BEGIN

//! リプレイエンジンの起動コマンド

use std::ffi::{OsStr, OsString};
use std::fmt;
use std::path::{Path, PathBuf};

/// デフォルトのリプレイエンジン実行ファイル
pub const DEFAULT_PROGRAM: &str = "rr";

/// 記録を再生するサブコマンド
pub const REPLAY_SUBCOMMAND: &str = "replay";

/// リプレイエンジンの起動内容
///
/// 実行ファイルと引数のみを保持します。バッチスクリプトは含みません
/// （スクリプトは起動時に標準入力から渡されます）。
#[derive(Debug, Clone, PartialEq, Eq)]
pub struct ReplayInvocation {
    program: PathBuf,
    args: Vec<OsString>,
}

impl ReplayInvocation {
    /// `program replay [trace_dir]` の形式で起動内容を作成する
    ///
    /// `trace_dir` が `None` の場合はトレース引数を付けず、
    /// リプレイエンジンに最新の記録を選ばせます。
    /// 指定された場合は常に最後の引数になります。
    pub fn new<P: AsRef<Path>>(program: P, trace_dir: Option<&Path>) -> Self {
        let mut args = vec![OsString::from(REPLAY_SUBCOMMAND)];
        if let Some(dir) = trace_dir {
            args.push(dir.as_os_str().to_owned());
        }

        Self {
            program: program.as_ref().to_path_buf(),
            args,
        }
    }

    /// デフォルトの `rr` を使って起動内容を作成する
    pub fn rr(trace_dir: Option<&Path>) -> Self {
        Self::new(DEFAULT_PROGRAM, trace_dir)
    }

    /// 任意の実行ファイルと引数から起動内容を作成する
    ///
    /// `replay` サブコマンドを前提としないエンジンのラッパーや、
    /// テストでの差し替えに使います。
    pub fn from_parts<P, I, S>(program: P, args: I) -> Self
    where
        P: AsRef<Path>,
        I: IntoIterator<Item = S>,
        S: AsRef<OsStr>,
    {
        Self {
            program: program.as_ref().to_path_buf(),
            args: args.into_iter().map(|a| a.as_ref().to_owned()).collect(),
        }
    }

    /// 実行ファイルを取得する
    pub fn program(&self) -> &Path {
        &self.program
    }

    /// 引数を取得する
    pub fn args(&self) -> &[OsString] {
        &self.args
    }
}

impl fmt::Display for ReplayInvocation {
    fn fmt(&self, f: &mut fmt::Formatter<'_>) -> fmt::Result {
        write!(f, "{}", self.program.display())?;
        for arg in &self.args {
            let arg = arg.to_string_lossy();
            if arg.is_empty() || arg.contains(char::is_whitespace) {
                write!(f, " '{}'", arg)?;
            } else {
                write!(f, " {}", arg)?;
            }
        }
        Ok(())
    }
}

#[cfg(test)]
mod tests {
    use super::*;

    #[test]
    fn test_without_trace_dir() {
        let inv = ReplayInvocation::rr(None);
        assert_eq!(inv.program(), Path::new("rr"));
        assert_eq!(inv.args(), &[OsString::from("replay")]);
    }

    #[test]
    fn test_trace_dir_is_last_argument() {
        let dir = Path::new("/tmp/rr/latest-trace");
        let inv = ReplayInvocation::rr(Some(dir));
        assert_eq!(inv.args().len(), 2);
        assert_eq!(inv.args().last().unwrap(), dir.as_os_str());
    }

    #[test]
    fn test_custom_program() {
        let inv = ReplayInvocation::new("/opt/rr/bin/rr", None);
        assert_eq!(inv.program(), Path::new("/opt/rr/bin/rr"));
        assert_eq!(inv.args()[0], "replay");
    }

    #[test]
    fn test_display() {
        let inv = ReplayInvocation::rr(Some(Path::new("my trace")));
        assert_eq!(inv.to_string(), "rr replay 'my trace'");
        assert_eq!(ReplayInvocation::rr(None).to_string(), "rr replay");
    }
}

END

INSTRUCTIONS FOR THE TASK.
Word for word, restate the lines of the listing above starting at the line with "pub fn rr(trace_dir: Option<&Path>)" and ending at the line with "fn fmt(&self, f: &mut", and nothing outside them.

EXERCISE RESPONSE.
    pub fn rr(trace_dir: Option<&Path>) -> Self {
        Self::new(DEFAULT_PROGRAM, trace_dir)
    }

    /// 任意の実行ファイルと引数から起動内容を作成する
    ///
    /// `replay` サブコマンドを前提としないエンジンのラッパーや、
    /// テストでの差し替えに使います。
    pub fn from_parts<P, I, S>(program: P, args: I) -> Self
    where
        P: AsRef<Path>,
        I: IntoIterator<Item = S>,
        S: AsRef<OsStr>,
    {
        Self {
            program: program.as_ref().to_path_buf(),
            args: args.into_iter().map(|a| a.as_ref().to_owned()).collect(),
        }
    }

    /// 実行ファイルを取得する
    pub fn program(&self) -> &Path {
        &self.program
    }

    /// 引数を取得する
    pub fn args(&self) -> &[OsString] {
        &self.args
    }
}

impl fmt::Display for ReplayInvocation {
    fn fmt(&self, f: &mut fmt::Formatter<'_>) -> fmt::Result {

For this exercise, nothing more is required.